En novembre 2019, la gardienne du Brest Bretagne Handball, Cléopatre Darleux, a mis au monde une petite-fille. Jusqu’ici rien de particulier dans cet heureux évènement dont l’aventure singulière est une affaire de stricte intimité. Sauf que lorsqu’une sportive de haut niveau tombe enceinte, le périmètre de l’intimité se réduit et son corps devient plus que jamais, un sujet collectif.
Que faire de ces neuf mois dans une carrière ? Comment dissiper les craintes du retour ? De quelle façon accompagner les transformations avec confiance ? Comment appréhender les questions financières autour du maintien du salaire ? Et surtout, est-il possible de revenir au plus haut niveau ?
Ce sont ces problématiques que Cléopatre Darleux a affrontées et disséquées une à une, ce sont celles qu’elle évoque dans un livre passionnant qui vient de paraître, « Vivre selon ses valeurs comme Cléopatre Darleux », où elle s’engage sur le droit à la maternité des championnes de haut niveau.
Mais au-delà de son parcours fascinant, il y a quelque chose dans son vécu qui questionne la maternité en général et met en relief les ambivalences qu’elle suppose. Car, dès l’annonce de sa grossesse, Cléopâtre se retrouve confrontée à un double sentiment : la joie et la peur.
La beauté de fabriquer un petit être vient flirter avec la crainte vertigineuse de voir son cadre de vie s’écrouler, de constater que tout ce qui avait été construit en tant que femme, devient précaire au regard de ce nouveau statut de mère. Comment faire cohabiter toutes les sphères de nos existences ? L’interrogation est aussi pragmatique que métaphysique.
Pour les sportives, l’angoisse repose également sur la réaction des dirigeants et du staff : comment vont-ils appréhender ce chapitre ? Là où un employeur classique se doit de rester neutre face à une question privée, un club se sent directement impacté. Soudain, c’est toute l’équipe qu’il faut repenser, remanier, rééquilibrer, comme si le corps des championnes ne leur appartenait pas complètement.

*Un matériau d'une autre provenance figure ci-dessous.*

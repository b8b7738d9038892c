use chrono::NaiveDateTime;
use serde::{Deserialize, Serialize};

use crate::errors::{Error, Result};
use crate::utils::validation::require_non_empty;

#[derive(Debug, Clone, Serialize, Deserialize, PartialEq)]
#[serde(rename_all = "camelCase")]
pub struct InventoryItem {
    pub id: String,
    pub user_id: String,
    pub name: String,
    pub category: Option<String>,
    pub quantity: i32,
    pub unit: Option<String>,
    pub location: Option<String>,
    pub notes: Option<String>,
    pub created_at: NaiveDateTime,
    pub updated_at: NaiveDateTime,
}

#[derive(Debug, Clone, Serialize, Deserialize)]
#[serde(rename_all = "camelCase")]
pub struct NewInventoryItem {
    pub name: String,
    pub category: Option<String>,
    #[serde(default)]
    pub quantity: i32,
    pub unit: Option<String>,
    pub location: Option<String>,
    pub notes: Option<String>,
}

impl NewInventoryItem {
    pub fn validate(&self) -> Result<()> {
        require_non_empty("name", &self.name)?;
        if self.quantity < 0 {
            return Err(Error::invalid(format!(
                "quantity {} cannot be negative",
                self.quantity
            )));
        }
        Ok(())
    }
}
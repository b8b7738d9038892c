//! Inspections module - hive inspection log.

mod inspections_model;
mod inspections_service;
mod inspections_traits;

pub use inspections_model::{Inspection, NewInspection};
pub use inspections_service::InspectionService;
pub use inspections_traits::{InspectionRepositoryTrait, InspectionServiceTrait};
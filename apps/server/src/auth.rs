use std::sync::Arc;

use axum::{
    body::Body,
    extract::State,
    http::{header::AUTHORIZATION, Request},
    middleware::Next,
    response::Response,
};
use base64::{engine::general_purpose::STANDARD as BASE64, Engine as _};
use jsonwebtoken::{decode, Algorithm, DecodingKey, Validation};
use serde::{Deserialize, Serialize};

use hivebook_core::constants::LOCAL_EXTERNAL_ID;
use hivebook_core::users::{AuthIdentity, User};

use crate::error::ApiError;
use crate::main_lib::AppState;

/// Minimum length of the HS256 secret shared with the auth provider.
const MIN_SECRET_LEN: usize = 32;

#[derive(Clone)]
pub struct AuthConfig {
    pub jwt_secret: Vec<u8>,
}

impl std::fmt::Debug for AuthConfig {
    fn fmt(&self, f: &mut std::fmt::Formatter<'_>) -> std::fmt::Result {
        f.debug_struct("AuthConfig").finish_non_exhaustive()
    }
}

/// Verifies bearer tokens issued by the external auth provider.
pub struct AuthManager {
    decoding_key: DecodingKey,
    validation: Validation,
}

#[derive(Debug)]
pub enum AuthError {
    Unauthorized,
    Internal(String),
}

/// Claims read from the provider's token.
#[derive(Debug, Serialize, Deserialize)]
pub struct Claims {
    pub sub: String,
    pub exp: usize,
    #[serde(default)]
    pub email: Option<String>,
    #[serde(default)]
    pub name: Option<String>,
}

impl From<Claims> for AuthIdentity {
    fn from(claims: Claims) -> Self {
        Self {
            external_id: claims.sub,
            email: claims.email,
            display_name: claims.name,
        }
    }
}

/// Local user resolved for the current request.
#[derive(Debug, Clone)]
pub struct CurrentUser(pub User);

impl AuthManager {
    pub fn new(config: &AuthConfig) -> Self {
        let mut validation = Validation::new(Algorithm::HS256);
        validation.validate_exp = true;
        Self {
            decoding_key: DecodingKey::from_secret(&config.jwt_secret),
            validation,
        }
    }

    pub fn validate_token(&self, token: &str) -> Result<Claims, AuthError> {
        decode::<Claims>(token, &self.decoding_key, &self.validation)
            .map(|data| data.claims)
            .map_err(|err| match err.kind() {
                jsonwebtoken::errors::ErrorKind::ExpiredSignature
                | jsonwebtoken::errors::ErrorKind::InvalidToken
                | jsonwebtoken::errors::ErrorKind::InvalidSignature
                | jsonwebtoken::errors::ErrorKind::InvalidAlgorithm
                | jsonwebtoken::errors::ErrorKind::MissingRequiredClaim(_) => {
                    AuthError::Unauthorized
                }
                other => AuthError::Internal(format!("Failed to validate token: {other:?}")),
            })
    }
}

impl From<AuthError> for ApiError {
    fn from(err: AuthError) -> Self {
        match err {
            AuthError::Unauthorized => ApiError::Unauthorized("Unauthorized".to_string()),
            AuthError::Internal(msg) => ApiError::Internal(msg),
        }
    }
}

/// Reads the shared secret. `base64:`-prefixed values are decoded first.
pub fn decode_secret_key(raw: &str) -> anyhow::Result<Vec<u8>> {
    let trimmed = raw.trim();
    if trimmed.is_empty() {
        anyhow::bail!("JWT secret cannot be empty");
    }
    let secret = match trimmed.strip_prefix("base64:") {
        Some(encoded) => BASE64
            .decode(encoded)
            .map_err(|e| anyhow::anyhow!("JWT secret is not valid base64: {e}"))?,
        None => trimmed.as_bytes().to_vec(),
    };
    if secret.len() < MIN_SECRET_LEN {
        anyhow::bail!("JWT secret must be at least {MIN_SECRET_LEN} bytes");
    }
    Ok(secret)
}

fn bearer_token(request: &Request<Body>) -> Result<&str, AuthError> {
    let header = request
        .headers()
        .get(AUTHORIZATION)
        .and_then(|value| value.to_str().ok())
        .ok_or(AuthError::Unauthorized)?;

    let mut parts = header.splitn(2, ' ');
    let (Some(scheme), Some(token)) = (parts.next(), parts.next()) else {
        return Err(AuthError::Unauthorized);
    };
    if !scheme.eq_ignore_ascii_case("Bearer") {
        return Err(AuthError::Unauthorized);
    }

    let token = token.trim();
    if token.is_empty() {
        return Err(AuthError::Unauthorized);
    }
    Ok(token)
}

/// Resolves the caller to a local user and stores it as [`CurrentUser`].
pub async fn require_user(
    State(state): State<Arc<AppState>>,
    mut request: Request<Body>,
    next: Next,
) -> Result<Response, ApiError> {
    let identity = match state.auth.as_ref() {
        Some(auth) => AuthIdentity::from(auth.validate_token(bearer_token(&request)?)?),
        None => AuthIdentity::new(LOCAL_EXTERNAL_ID),
    };

    let user = state.user_service.resolve(identity).await?;
    request.extensions_mut().insert(CurrentUser(user));
    Ok(next.run(request).await)
}

#[cfg(test)]
mod tests {
    use super::*;
    use jsonwebtoken::{encode, EncodingKey, Header};

    const SECRET: &str = "0123456789abcdef0123456789abcdef";

    fn token(secret: &str, exp_offset: i64) -> String {
        let claims = Claims {
            sub: "auth0|keeper".to_string(),
            exp: (chrono::Utc::now().timestamp() + exp_offset) as usize,
            email: Some("keeper@example.com".to_string()),
            name: None,
        };
        encode(
            &Header::default(),
            &claims,
            &EncodingKey::from_secret(secret.as_bytes()),
        )
        .unwrap()
    }

    fn manager() -> AuthManager {
        AuthManager::new(&AuthConfig {
            jwt_secret: decode_secret_key(SECRET).unwrap(),
        })
    }

    #[test]
    fn test_valid_token_yields_identity() {
        let claims = manager().validate_token(&token(SECRET, 3600)).unwrap();
        let identity = AuthIdentity::from(claims);
        assert_eq!(identity.external_id, "auth0|keeper");
        assert_eq!(identity.email.as_deref(), Some("keeper@example.com"));
    }

    #[test]
    fn test_rejects_expired_and_foreign_tokens() {
        assert!(matches!(
            manager().validate_token(&token(SECRET, -3600)),
            Err(AuthError::Unauthorized)
        ));
        assert!(matches!(
            manager().validate_token(&token("ffffffffffffffffffffffffffffffff", 3600)),
            Err(AuthError::Unauthorized)
        ));
        assert!(matches!(
            manager().validate_token("not-a-jwt"),
            Err(AuthError::Unauthorized)
        ));
    }

    #[test]
    fn test_decode_secret_key() {
        assert_eq!(decode_secret_key(SECRET).unwrap(), SECRET.as_bytes());
        let encoded = format!("base64:{}", BASE64.encode([7u8; 32]));
        assert_eq!(decode_secret_key(&encoded).unwrap(), vec![7u8; 32]);
        assert!(decode_secret_key("  ").is_err());
        assert!(decode_secret_key("too-short").is_err());
    }
}
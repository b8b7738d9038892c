use chrono::{NaiveDate, NaiveDateTime};
use diesel::prelude::*;

use hivebook_core::expenses::{Expense, NewExpense};

use crate::utils::parse_decimal_tolerant;

#[derive(Queryable, Selectable, Insertable, Identifiable, Debug, Clone)]
#[diesel(table_name = crate::schema::expenses)]
#[diesel(check_for_backend(diesel::sqlite::Sqlite))]
pub struct ExpenseDB {
    pub id: String,
    pub user_id: String,
    pub spent_on: NaiveDate,
    pub amount: String,
    pub category: String,
    pub vendor: Option<String>,
    pub description: Option<String>,
    pub created_at: NaiveDateTime,
    pub updated_at: NaiveDateTime,
}

#[derive(AsChangeset, Debug, Clone)]
#[diesel(table_name = crate::schema::expenses)]
#[diesel(treat_none_as_null = true)]
pub struct ExpenseChangesDB {
    pub spent_on: NaiveDate,
    pub amount: String,
    pub category: String,
    pub vendor: Option<String>,
    pub description: Option<String>,
    pub updated_at: NaiveDateTime,
}

impl ExpenseDB {
    pub fn from_new(id: String, user_id: String, new: NewExpense, now: NaiveDateTime) -> Self {
        Self {
            id,
            user_id,
            spent_on: new.spent_on,
            amount: new.amount.to_string(),
            category: new.category,
            vendor: new.vendor,
            description: new.description,
            created_at: now,
            updated_at: now,
        }
    }
}

impl ExpenseChangesDB {
    pub fn from_new(changes: NewExpense, now: NaiveDateTime) -> Self {
        Self {
            spent_on: changes.spent_on,
            amount: changes.amount.to_string(),
            category: changes.category,
            vendor: changes.vendor,
            description: changes.description,
            updated_at: now,
        }
    }
}

impl From<ExpenseDB> for Expense {
    fn from(db: ExpenseDB) -> Self {
        Self {
            amount: parse_decimal_tolerant(&db.amount, "expense amount"),
            id: db.id,
            user_id: db.user_id,
            spent_on: db.spent_on,
            category: db.category,
            vendor: db.vendor,
            description: db.description,
            created_at: db.created_at,
            updated_at: db.updated_at,
        }
    }
}
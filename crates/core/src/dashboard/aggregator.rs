use std::collections::BTreeMap;

use log::{debug, warn};

use super::{
    normalize_day_key, Aggregation, AggregationDiagnostics, AggregationError, AggregationMode,
    Category, DatedRecord, DayBucket, DayKey, SkippedRecord,
};

/// Folds harvest, income and expense records into day buckets.
#[derive(Debug, Clone, Copy, Default)]
pub struct Aggregator {
    mode: AggregationMode,
}

/// Per-day contributions, kept until every record has been seen.
#[derive(Default)]
struct DayContributions {
    harvest: Vec<f64>,
    income: Vec<f64>,
    expenses: Vec<f64>,
}

impl DayContributions {
    fn push(&mut self, category: Category, amount: f64) {
        match category {
            Category::Harvest => self.harvest.push(amount),
            Category::Income => self.income.push(amount),
            Category::Expense => self.expenses.push(amount),
        }
    }

    fn into_bucket(self, key: DayKey) -> DayBucket {
        DayBucket {
            date_key: key,
            harvest: ordered_sum(self.harvest),
            income: ordered_sum(self.income),
            expenses: ordered_sum(self.expenses),
        }
    }
}

/// Sums in ascending order so the result does not depend on input order.
fn ordered_sum(mut values: Vec<f64>) -> f64 {
    values.sort_by(f64::total_cmp);
    values.into_iter().fold(0.0, |acc, v| acc + v)
}

impl Aggregator {
    pub fn new(mode: AggregationMode) -> Self {
        Self { mode }
    }

    pub fn mode(&self) -> AggregationMode {
        self.mode
    }

    /// Merges the three record lists into one bucket per calendar day,
    /// ascending by day key.
    ///
    /// In lenient mode a record with an unparseable date is dropped and listed
    /// in the diagnostics; in strict mode it aborts the call.
    pub fn aggregate(
        &self,
        harvests: &[DatedRecord],
        incomes: &[DatedRecord],
        expenses: &[DatedRecord],
    ) -> Result<Aggregation, AggregationError> {
        let mut days: BTreeMap<DayKey, DayContributions> = BTreeMap::new();
        let mut diagnostics = AggregationDiagnostics::default();

        let inputs = [
            (Category::Harvest, harvests),
            (Category::Income, incomes),
            (Category::Expense, expenses),
        ];

        for (category, records) in inputs {
            for record in records {
                let key = match normalize_day_key(&record.date, category) {
                    Ok(key) => key,
                    Err(err) => match self.mode {
                        AggregationMode::Strict => return Err(err),
                        AggregationMode::Lenient => {
                            warn!("Skipping {} record: {}", category, err);
                            diagnostics.skipped.push(skipped_record(category, err));
                            continue;
                        }
                    },
                };

                if record.amount < 0.0 {
                    warn!(
                        "Negative {} amount {} on {}; upstream validation should reject it",
                        category, record.amount, key
                    );
                    diagnostics.negative_quantities += 1;
                }

                days.entry(key).or_default().push(category, record.amount);
            }
        }

        let buckets: Vec<DayBucket> = days
            .into_iter()
            .map(|(key, contributions)| contributions.into_bucket(key))
            .collect();

        debug!(
            "Aggregated {} harvest, {} income, {} expense records into {} day buckets ({} skipped)",
            harvests.len(),
            incomes.len(),
            expenses.len(),
            buckets.len(),
            diagnostics.skipped_count()
        );

        Ok(Aggregation {
            buckets,
            diagnostics,
        })
    }
}

fn skipped_record(category: Category, err: AggregationError) -> SkippedRecord {
    let raw_date = match &err {
        AggregationError::MalformedDate { raw, .. } => raw.clone(),
        _ => String::new(),
    };
    SkippedRecord {
        category,
        raw_date,
        reason: err.to_string(),
    }
}

/// Lenient aggregation: malformed dates are skipped, never fatal.
pub fn aggregate(
    harvests: &[DatedRecord],
    incomes: &[DatedRecord],
    expenses: &[DatedRecord],
) -> Aggregation {
    // Lenient mode records malformed dates in the diagnostics and never errors.
    Aggregator::new(AggregationMode::Lenient)
        .aggregate(harvests, incomes, expenses)
        .unwrap_or_default()
}
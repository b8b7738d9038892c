//! Users module - local user rows mapped from external auth identities.

mod users_model;
mod users_service;
mod users_traits;

pub use users_model::{AuthIdentity, NewUser, User};
pub use users_service::UserService;
pub use users_traits::{UserRepositoryTrait, UserServiceTrait};
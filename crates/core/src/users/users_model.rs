//! User domain models.

use chrono::NaiveDateTime;
use serde::{Deserialize, Serialize};

use crate::utils::validation::{normalize_optional, require_non_empty};
use crate::Result;

/// Local user, owner of every other record.
#[derive(Debug, Clone, Serialize, Deserialize, PartialEq)]
#[serde(rename_all = "camelCase")]
pub struct User {
    pub id: String,
    /// Subject identifier issued by the external auth provider
    pub external_id: String,
    pub email: Option<String>,
    pub display_name: Option<String>,
    pub created_at: NaiveDateTime,
    pub updated_at: NaiveDateTime,
}

/// Identity asserted by the auth provider for the current request.
#[derive(Debug, Clone, PartialEq, Eq, Serialize, Deserialize)]
#[serde(rename_all = "camelCase")]
pub struct AuthIdentity {
    pub external_id: String,
    pub email: Option<String>,
    pub display_name: Option<String>,
}

impl AuthIdentity {
    pub fn new(external_id: impl Into<String>) -> Self {
        Self {
            external_id: external_id.into(),
            email: None,
            display_name: None,
        }
    }
}

#[derive(Debug, Clone, Serialize, Deserialize)]
#[serde(rename_all = "camelCase")]
pub struct NewUser {
    pub external_id: String,
    pub email: Option<String>,
    pub display_name: Option<String>,
}

impl NewUser {
    pub fn validate(&self) -> Result<()> {
        require_non_empty("externalId", &self.external_id)
    }
}

impl From<AuthIdentity> for NewUser {
    fn from(identity: AuthIdentity) -> Self {
        Self {
            external_id: identity.external_id.trim().to_string(),
            email: normalize_optional(identity.email),
            display_name: normalize_optional(identity.display_name),
        }
    }
}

Si Cléopâtre Darleux a pu bénéficier d’un réel soutien, ce n’est pas le cas dans tous les clubs, ni dans tous les sports, comme si la grossesse était parfois plus préjudiciable qu’une blessure.
Mais le plus captivant dans son récit est sans doute la manière dont Cléopatre a été suivie durant ces neuf mois jusqu’à son retour après le post-partum. Si, dans son cas, elle a pu questionner les médecins de l’équipe de France et ceux de Brest, s’entourant ainsi de préparateurs physiques de qualité, elle s’est aperçue du manque considérable d’informations sur ce thème.
Que faire ? Quel programme ? À quelle intensité ? Commet gérer la nutrition ? En arrière-plan, ce fil conducteur qui nous concerne tous : un corps qui se transforme n’est pas un corps fragile, mais un corps que l’on doit accompagner de manière adéquate.
Si deux ans après la naissance de sa fille, Cléopatre Darleux est revenue au plus haut niveau, devenant championne olympique en 2021 à Tokyo, elle est l’exemple, comme d’autres, d’une réalité qu’il est impératif de mettre en avant : une femme enceinte n’est pas vulnérable, elle construit au contraire une autre forme de puissance.
Notre société a besoin plus que jamais de ces figures fortes qui montrent l’étendue des possibles, et qui, par leur détermination et leur engagement, font de la maternité la source d’un équilibre physique et psychique, et non, un frein dans une carrière.
Voir la maternité triomphante de ces sportives est une source d’inspiration infinie pour toutes les femmes qui décident de faire de leur grossesse un tremplin vers encore plus de vie, de courage, de force et de cohérence.